An early design sketch that Robert Mark Morgan shared with James
during their visit. Courtesy of Robert Mark Morgan.
Morgan has designed more than 75 theatre productions, but designing a museum exhibit was a new experience for him. Planning began nearly a year ago. “It began very much like a theater piece, with the curator and staff coming together to brainstorm ideas,” recalls Morgan. “We sat around a table for two days, scribbling on a dry erase board.”
Morgan also flew to Los Angeles to meet with Avatar director James Cameron for his input. Cameron’s vision: an exhibit through which visitors learn how the film was made but also experience Pandora—the world in which the film takes place—in a much deeper way. “Fans will be able to see in-person the workmanship behind the film,” Cameron explains, “whether it’s how scenes are captured or how a Na’vi costume was built first as a real-world garment, then produced digitally. It’ll create a tactile reality that’ll be a good companion to having seen the movie.” Interactive installations demonstrate the groundbreaking usage of motion capture, virtual and 3-D technologies in film.
Robert Mark Morgan.
As the exhibit designer, Morgan’s role was to design the exhibit’s physical space. It had to be functional but also evoke Pandora—quite a challenge, given that 95 percent of Pandora was computer generated. Morgan chose to emphasize scale, noting that the Na’vi—Pandora’s citizens—are 1.67 times the scale of the average human, resulting in a creature that stands more than 10 feet tall. Five 15-foot-tall trees, carved from scratch, hint at that scale. Other props, including an arrow used by Na’vi warriors and an Avatar Program backpack and boots, are also supersized.
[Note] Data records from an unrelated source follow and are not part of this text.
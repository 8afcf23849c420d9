//! Task scheduler collaborator and the in-process tokio implementation.

use super::BatchCancellation;
use crate::core::RetryPolicy;
use crate::errors::AgentflowError;
use async_trait::async_trait;
use dashmap::DashMap;
use futures::future::{join_all, BoxFuture};
use parking_lot::Mutex;
use serde::{Deserialize, Serialize};
use std::fmt;
use std::sync::Arc;
use std::time::{Duration, Instant};
use tracing::{debug, info, warn};

/// What a job sees about the attempt it is running.
#[derive(Debug, Clone)]
pub struct JobAttempt {
    /// The batch the job belongs to.
    pub batch_id: String,
    /// The job's id.
    pub job_id: String,
    /// 1-based attempt number.
    pub attempt: u32,
    /// Attempts allowed in total.
    pub max_attempts: u32,
    /// Cancellation flag shared by the batch.
    pub cancellation: Arc<BatchCancellation>,
}

impl JobAttempt {
    /// Returns true if no retry follows a failure of this attempt.
    #[must_use]
    pub fn is_final(&self) -> bool {
        self.attempt >= self.max_attempts
    }
}

/// One independently scheduled unit of work.
#[async_trait]
pub trait BatchJob: Send + Sync {
    /// Unique id within the batch.
    fn job_id(&self) -> &str;

    /// Retry policy. Its `max_attempts` caps the batch limit and its
    /// delays space the attempts.
    fn retry_policy(&self) -> RetryPolicy {
        RetryPolicy::default()
    }

    /// Runs one attempt. `Err` lets the scheduler retry;
    /// `Err(AgentflowError::Cancelled)` stops the job without retrying.
    async fn run(&self, attempt: &JobAttempt) -> Result<(), AgentflowError>;
}

/// Terminal state of a job.
#[derive(Debug, Clone, PartialEq, Eq, Serialize, Deserialize)]
#[serde(tag = "status", rename_all = "snake_case")]
pub enum JobOutcome {
    /// The job finished.
    Succeeded {
        /// Attempts used.
        attempts: u32,
    },
    /// The last attempt failed.
    Failed {
        /// Attempts used.
        attempts: u32,
        /// The last error.
        error: String,
    },
    /// The last attempt exceeded the job timeout.
    TimedOut {
        /// Attempts used.
        attempts: u32,
    },
    /// The batch was cancelled before the job could finish.
    Cancelled,
}

/// Counts of job states within a batch.
#[derive(Debug, Clone, Copy, Default, PartialEq, Eq, Serialize, Deserialize)]
pub struct BatchProgress {
    /// Jobs in the batch.
    pub total: usize,
    /// Jobs that finished.
    pub succeeded: usize,
    /// Jobs that failed or timed out after their retries.
    pub failed: usize,
    /// Jobs stopped by cancellation.
    pub cancelled: usize,
    /// Jobs not yet terminal.
    pub pending: usize,
}

impl BatchProgress {
    /// Progress for a batch with nothing finished yet.
    #[must_use]
    pub fn new(total: usize) -> Self {
        Self {
            total,
            pending: total,
            ..Self::default()
        }
    }

    /// Returns the share of terminal jobs, 0 to 100.
    #[must_use]
    pub fn percent(&self) -> u8 {
        if self.total == 0 {
            return 100;
        }
        let done = self.total - self.pending;
        u8::try_from(done * 100 / self.total).unwrap_or(100)
    }

    /// Returns true once every job is terminal.
    #[must_use]
    pub fn is_finished(&self) -> bool {
        self.pending == 0
    }

    fn record(&mut self, outcome: &JobOutcome) {
        self.pending = self.pending.saturating_sub(1);
        match outcome {
            JobOutcome::Succeeded { .. } => self.succeeded += 1,
            JobOutcome::Failed { .. } | JobOutcome::TimedOut { .. } => self.failed += 1,
            JobOutcome::Cancelled => self.cancelled += 1,
        }
    }
}

/// Delivered to the completion callback once every job is terminal.
#[derive(Debug, Clone, PartialEq, Eq)]
pub struct BatchSummary {
    /// The batch.
    pub batch_id: String,
    /// Outcomes in submission order, keyed by job id.
    pub outcomes: Vec<(String, JobOutcome)>,
    /// Why the batch was cancelled, if it was.
    pub cancel_reason: Option<String>,
}

impl BatchSummary {
    /// Looks up the outcome of one job.
    #[must_use]
    pub fn outcome(&self, job_id: &str) -> Option<&JobOutcome> {
        self.outcomes
            .iter()
            .find(|(id, _)| id == job_id)
            .map(|(_, outcome)| outcome)
    }

    /// Returns the final counts.
    #[must_use]
    pub fn progress(&self) -> BatchProgress {
        let mut progress = BatchProgress::new(self.outcomes.len());
        for (_, outcome) in &self.outcomes {
            progress.record(outcome);
        }
        progress
    }
}

/// Scheduling limits applied to every job of a batch.
#[derive(Debug, Clone, Copy, PartialEq, Eq)]
pub struct BatchOptions {
    /// Attempts allowed per job, including the first.
    pub max_attempts: u32,
    /// Time allowed per attempt.
    pub job_timeout: Duration,
}

impl Default for BatchOptions {
    fn default() -> Self {
        Self {
            max_attempts: 3,
            job_timeout: Duration::from_secs(60),
        }
    }
}

/// Callback run exactly once when a batch finishes.
pub type CompletionCallback = Box<dyn FnOnce(BatchSummary) -> BoxFuture<'static, ()> + Send>;

/// A named batch of jobs handed to a [`TaskScheduler`].
pub struct BatchSubmission {
    /// Batch id.
    pub batch_id: String,
    /// The jobs, in order.
    pub jobs: Vec<Arc<dyn BatchJob>>,
    /// Retry and timeout limits.
    pub options: BatchOptions,
    /// Run once after every job is terminal.
    pub on_complete: CompletionCallback,
}

impl fmt::Debug for BatchSubmission {
    fn fmt(&self, f: &mut fmt::Formatter<'_>) -> fmt::Result {
        f.debug_struct("BatchSubmission")
            .field("batch_id", &self.batch_id)
            .field("jobs", &self.jobs.iter().map(|j| j.job_id()).collect::<Vec<_>>())
            .field("options", &self.options)
            .finish_non_exhaustive()
    }
}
The exhibit also had to be accessible and durable, built to withstand an onslaught of visitors, including enthusiastic children. These concerns, says Morgan, are not a factor in most theatre productions. “In theatrical applications, you can have fabric that looks like a wall,” he explains. “Here you can’t get away with cheats like that. It’s been a learning curve. I found myself asking Addy Froehlich, the exhibits manager, ‘Will a child pull this off the wall if I put this here? Will there need to be disability access here?’”
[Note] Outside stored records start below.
//! IR context - owner of every arena
//!
//! One context is built per header. It is only mutated while the
//! [`IrBuilder`](super::IrBuilder) runs and is read-only afterwards.

use std::collections::HashSet;

use super::arena::Arena;
use super::function::{Function, Item, ItemData};
use super::ids::{FunctionId, ItemId, TypeId};
use super::types::{Layout, Type, TypeKind};
use crate::config::BindgenConfig;
use crate::error::{InvariantViolation, Result};

/// Central context that holds the entire IR graph
#[derive(Debug, Clone)]
pub struct IRContext {
    /// Configuration the IR was built for
    pub config: BindgenConfig,
    types: Arena<TypeId, Type>,
    functions: Arena<FunctionId, Function>,
    items: Arena<ItemId, Item>,
    supported_functions: Vec<FunctionId>,
}

impl IRContext {
    /// Create an empty context
    pub fn new(config: BindgenConfig) -> Self {
        Self {
            config,
            types: Arena::new(),
            functions: Arena::new(),
            items: Arena::new(),
            supported_functions: Vec::new(),
        }
    }

    /// Add a type and return its id
    pub fn add_type(
        &mut self,
        kind: TypeKind,
        c_spelling: impl Into<String>,
        canonical: Option<TypeId>,
        layout: Option<Layout>,
    ) -> Result<TypeId> {
        if let TypeKind::Pointer { pointee, .. } = &kind {
            self.require_type(*pointee)?;
        }
        if let Some(target) = canonical {
            self.require_type(target)?;
        }
        let c_spelling = c_spelling.into();
        let id = self.types.alloc_with(|id| Type {
            id,
            kind,
            canonical,
            c_spelling,
            layout,
        })?;
        Ok(id)
    }

    /// Add a function and return its id. The function's `id` field is overwritten.
    pub fn add_function(&mut self, mut func: Function) -> Result<FunctionId> {
        self.require_type(func.return_type)?;
        for param in &func.params {
            self.require_type(param.type_id)?;
        }
        let id = self.functions.alloc_with(|id| {
            func.id = id;
            func
        })?;
        Ok(id)
    }

    /// Add an item and return its id
    pub fn add_item(
        &mut self,
        data: ItemData,
        canonical_name: impl Into<String>,
        comment: Option<String>,
        is_allowlisted: bool,
    ) -> Result<ItemId> {
        match &data {
            ItemData::Type(id) => {
                self.require_type(*id)?;
            }
            ItemData::Function(id) => {
                self.require_function(*id)?;
            }
            ItemData::Constant(_) | ItemData::GlobalVar(_) => {}
        }
        let canonical_name = canonical_name.into();
        let id = self.items.alloc_with(|id| Item {
            id,
            data,
            canonical_name,
            comment,
            is_allowlisted,
        })?;
        Ok(id)
    }

    /// Look up a type by id
    pub fn get_type(&self, id: TypeId) -> Option<&Type> {
        self.types.get(id)
    }

    /// Look up a function by id
    pub fn get_function(&self, id: FunctionId) -> Option<&Function> {
        self.functions.get(id)
    }

    /// Look up an item by id
    pub fn get_item(&self, id: ItemId) -> Option<&Item> {
        self.items.get(id)
    }

    /// Look up a type that must exist
    pub fn require_type(&self, id: TypeId) -> Result<&Type> {
        self.types
            .get(id)
            .ok_or_else(|| InvariantViolation::DanglingType(id).into())
    }

    /// Look up a function that must exist
    pub fn require_function(&self, id: FunctionId) -> Result<&Function> {
        self.functions
            .get(id)
            .ok_or_else(|| InvariantViolation::DanglingFunction(id).into())
    }

    /// Look up an item that must exist
    pub fn require_item(&self, id: ItemId) -> Result<&Item> {
        self.items
            .get(id)
            .ok_or_else(|| InvariantViolation::DanglingItem(id).into())
    }

    /// Link `alias` to its canonical type after both exist
    pub fn set_canonical(&mut self, alias: TypeId, canonical: TypeId) -> Result<()> {
        self.require_type(canonical)?;
        let typ = self
            .types
            .get_mut(alias)
            .ok_or(InvariantViolation::DanglingType(alias))?;
        typ.canonical = Some(canonical);
        Ok(())
    }

    /// Follow typedef links to the canonical type.
    ///
    /// Returns `type_id` itself when it has no `canonical` link. A cycle or a
    /// dangling link is an invariant violation.
    pub fn resolve_canonical_type(&self, type_id: TypeId) -> Result<TypeId> {
        let mut visited = HashSet::new();
        let mut current = type_id;
        loop {
            if !visited.insert(current) {
                return Err(InvariantViolation::CanonicalCycle {
                    start: type_id,
                    revisited: current,
                }
                .into());
            }
            match self.require_type(current)?.canonical {
                Some(next) => current = next,
                None => return Ok(current),
            }
        }
    }

    /// All types in allocation order
    pub fn all_types(&self) -> impl Iterator<Item = &Type> {
        self.types.iter()
    }

    /// All functions in allocation order
    pub fn all_functions(&self) -> impl Iterator<Item = &Function> {
        self.functions.iter()
    }

    /// All items in allocation order
    pub fn all_items(&self) -> impl Iterator<Item = &Item> {
        self.items.iter()
    }

    /// Number of types
    pub fn type_count(&self) -> usize {
        self.types.len()
    }

    /// Number of functions
    pub fn function_count(&self) -> usize {
        self.functions.len()
    }

    /// Mark a function as supported for code generation. Re-marking is a no-op.
    pub fn mark_function_supported(&mut self, id: FunctionId) -> Result<()> {
        self.require_function(id)?;
        if !self.supported_functions.contains(&id) {
            self.supported_functions.push(id);
        }
        Ok(())
    }

    /// Supported function ids in the order they were marked
    pub fn get_supported_functions(&self) -> &[FunctionId] {
        &self.supported_functions
    }
}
Artifacts on display from the film include a full-scale Armored Mobility Platform suit used in the combat scenes, soldier uniforms, and the original, handmade models of the Na’vi characters and their wardrobes. To protect more delicate artifacts from UV rays, only environmentally friendly LED lighting is used. “People might not realize that every detail of the exhibit design is researched and tested," says Morgan, "down to the finish, the edges, the trims, the flooring, and the lighting.”
After its 16-month run at EMP, the Avatar exhibit will travel to other arts and cultural organizations in the U.S. Because each venue will be different, Morgan’s design had to be modular, providing flexibility in layout for each city. Fortunately, says Morgan, "I had the talented artisans at the Seattle Opera Shop fabricating the exhibit.”
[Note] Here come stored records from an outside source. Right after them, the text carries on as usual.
//! # Lean 4 FFI target
//!
//! Maps IR types onto Lean's FFI and emits the two artifacts.
//!
//! ## Module Structure
//!
//! ```text
//! lean/
//! ├── mod.rs      # This file - module definition and re-exports
//! ├── types.rs    # LeanType, LeanTypeInfo, Marshal, TypeMapper
//! ├── naming.rs   # Extern symbols and generated type names
//! └── codegen.rs  # Lean declarations + C glue from one binding list
//! ```

pub mod codegen;
pub mod naming;
pub mod types;

pub use codegen::{Binding, CodeGenerator};
pub use types::{
    LeanType, LeanTypeInfo, MappedParam, MappedReturn, MappedSignature, Marshal, Support,
    TypeMapper, BOXED_C_TYPE,
};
"People might not realize that every detail of the exhibit
design is researched and tested, down to the finish, the
the trims, the flooring, and the lighting."
Morgan describes the whole Avatar experience as "a thrill," but admits he was ready to return to his theatre roots by the time the exhibit opened on June 4.
“This has been a great experience, but I’m ready to go back to my bread and butter—theatrical design work,” he says. “Shows are created in six months, from the moment I’m hired to opening night. I enjoy that.”